'Critically evaluate the role and the relationship between professionals and lay persons in the process of civil admissions under the Mental Health Act 1983.'
'Critically evaluate the role and the relationship between professionals and lay persons in the process of civil admissions under the Mental Health Act 1983.'
The process of civil admissions under the Mental Health Act (MHA) 1983 may be viewed by civil libertarians as a violation of the individual's freedom. The state's justification for such a 'violation' is for the need to protect the individual concerned or to protect others in society. The Mental Health Act 1983 does not explicitly require that an individual would have to be 'dangerous' in order for that individual to be admitted to hospital. However, there has developed a 'dangerousness' criterion, (whether the individual would be considered to be 'dangerous' to himself or others) which is often mentioned as being the requirement for confinement; and it forms part of a public interest to preserve public peace and safety. However, as Bartlett and Sandland state; 'the desire to protect individuals from harming themselves is less evidently a public interest.'1 The paternalistic notion of the 'dangerousness' criterion is clearly evident. However, there is uncertainty over the application of the criterion and also confusion over how the person would be considered to be 'dangerous.' Furthermore, Price states that; ' a clear dichotomy should be created between parens patriae (detentions in the best interests of the individual him or herself) and police power (detentions for the protection of others) commitments.'2
The main provisions of the MHA 1983 regarding civil confinement are contained in sections 2 and 3.3 Section 2 of the MHA 1983 allows for 'assessment' of a patient with any mental disorder who ought to be detained in the interests of his own health and safety or for the protection of others for 28 days, which are non-renewable. Section 3 allows for 'treatment' of a patient who is suffering from one of the specific categories of disorder,4 which is deemed 'necessary' for the patient's health or safety or for the protection of others.

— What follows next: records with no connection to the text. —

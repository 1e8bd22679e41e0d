//! The configuration surface: a `serde`-deserializable, unvalidated
//! [`SenderSettings`] and the validated, clamped [`ResolvedSettings`] the
//! core is actually constructed from.
//!
//! Parsing configuration files/environment is out of scope (spec §1); this
//! module only covers the shape the core accepts and the validation rule
//! the spec mandates (§3's `only_batch` clamp, §4.10/§4.11's fatal
//! misconfiguration checks).

use std::num::NonZeroUsize;
use std::time::Duration;

use serde::{Deserialize, Serialize};

use crate::error::ConfigError;
use crate::mode::Mode;

fn default_workers() -> usize {
    2
}

fn default_flush_interval_secs() -> u64 {
    5
}

/// Raw, unvalidated per-sender configuration.
#[derive(Debug, Clone, PartialEq, Eq, Deserialize, Serialize)]
pub struct SenderSettings {
    /// Absent disables batching.
    #[serde(default)]
    pub batch_size: Option<usize>,

    #[serde(default = "default_workers")]
    pub workers: usize,

    #[serde(default = "default_flush_interval_secs")]
    pub flush_interval_secs: u64,
}

impl Default for SenderSettings {
    fn default() -> Self {
        Self {
            batch_size: None,
            workers: default_workers(),
            flush_interval_secs: default_flush_interval_secs(),
        }
    }
}

/// Immutable-after-start settings the core is constructed from.
#[derive(Debug, Clone)]
pub struct ResolvedSettings {
    pub batch_size: Option<NonZeroUsize>,
    pub workers: usize,
    pub flush_interval: Duration,
    pub mode: Mode,
}

impl SenderSettings {
    /// Validates and resolves this configuration against a sink's declared
    /// capabilities, applying the `only_batch` clamp (§3: a batch-only
    /// sender's `batch_size`/`workers` are clamped to at least 1) and
    /// rejecting the configurations the spec calls fatal: `workers == 0`
    /// while batching is enabled, or an explicit `batch_size` of `0`.
    pub fn validate(
        &self,
        batch_capable: bool,
        batch_only: bool,
        is_async: bool,
    ) -> Result<ResolvedSettings, ConfigError> {
        if self.batch_size == Some(0) {
            return Err(ConfigError::ZeroBatchSize);
        }

        let mut batch_size = self.batch_size;
        let mut workers = self.workers;

        if batch_only {
            if batch_size.is_none() {
                batch_size = Some(1);
            }
            if workers == 0 {
                workers = 1;
            }
        }

        let batching_enabled = batch_capable && batch_size.is_some();
        if batching_enabled && workers == 0 {
            return Err(ConfigError::ZeroWorkers);
        }

        let batch_size = batch_size.map(|n| NonZeroUsize::new(n).expect("checked non-zero above"));
        let mode = Mode::resolve(batch_capable, batch_size.map(NonZeroUsize::get), is_async);

        Ok(ResolvedSettings {
            batch_size,
            workers,
            flush_interval: Duration::from_secs(self.flush_interval_secs),
            mode,
        })
    }
}

#[cfg(test)]
mod tests {
    use super::*;

    #[test]
    fn zero_batch_size_is_rejected() {
        let settings = SenderSettings {
            batch_size: Some(0),
            ..Default::default()
        };
        assert!(matches!(
            settings.validate(true, false, false),
            Err(ConfigError::ZeroBatchSize)
        ));
    }

    #[test]
    fn zero_workers_with_batching_is_rejected() {
        let settings = SenderSettings {
            batch_size: Some(10),
            workers: 0,
            ..Default::default()
        };
        assert!(matches!(
            settings.validate(true, false, false),
            Err(ConfigError::ZeroWorkers)
        ));
    }

    #[test]
    fn only_batch_clamps_to_at_least_one() {
        let settings = SenderSettings {
            batch_size: None,
            workers: 0,
            ..Default::default()
        };
        let resolved = settings.validate(true, true, false).unwrap();
        assert_eq!(resolved.batch_size.unwrap().get(), 1);
        assert_eq!(resolved.workers, 1);
        assert!(matches!(resolved.mode, Mode::Batched));
    }

    #[test]
    fn no_batch_size_without_only_batch_is_synchronous_or_async() {
        let settings = SenderSettings::default();
        let resolved = settings.validate(true, false, false).unwrap();
        assert!(matches!(resolved.mode, Mode::Synchronous));

        let resolved = settings.validate(true, false, true).unwrap();
        assert!(matches!(resolved.mode, Mode::Asynchronous));
    }
}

The process of civil confinement requires an application for admission to the hospital from either an 'approved social worker' (ASW) or the 'nearest relative' (NR) of the individual who is to be confined. The applications must also be certified by two medical recommendations (one medical recommendation will suffice in an emergency under s.4). Section 26 (1) of the MHA 1983 provides the legal definition of the NR. The relatives of whole blood are usually preferred over relatives of half-blood. In the event that there are two relatives of the relevant class, the elder of the two will usually be chosen as the 'nearest relative'.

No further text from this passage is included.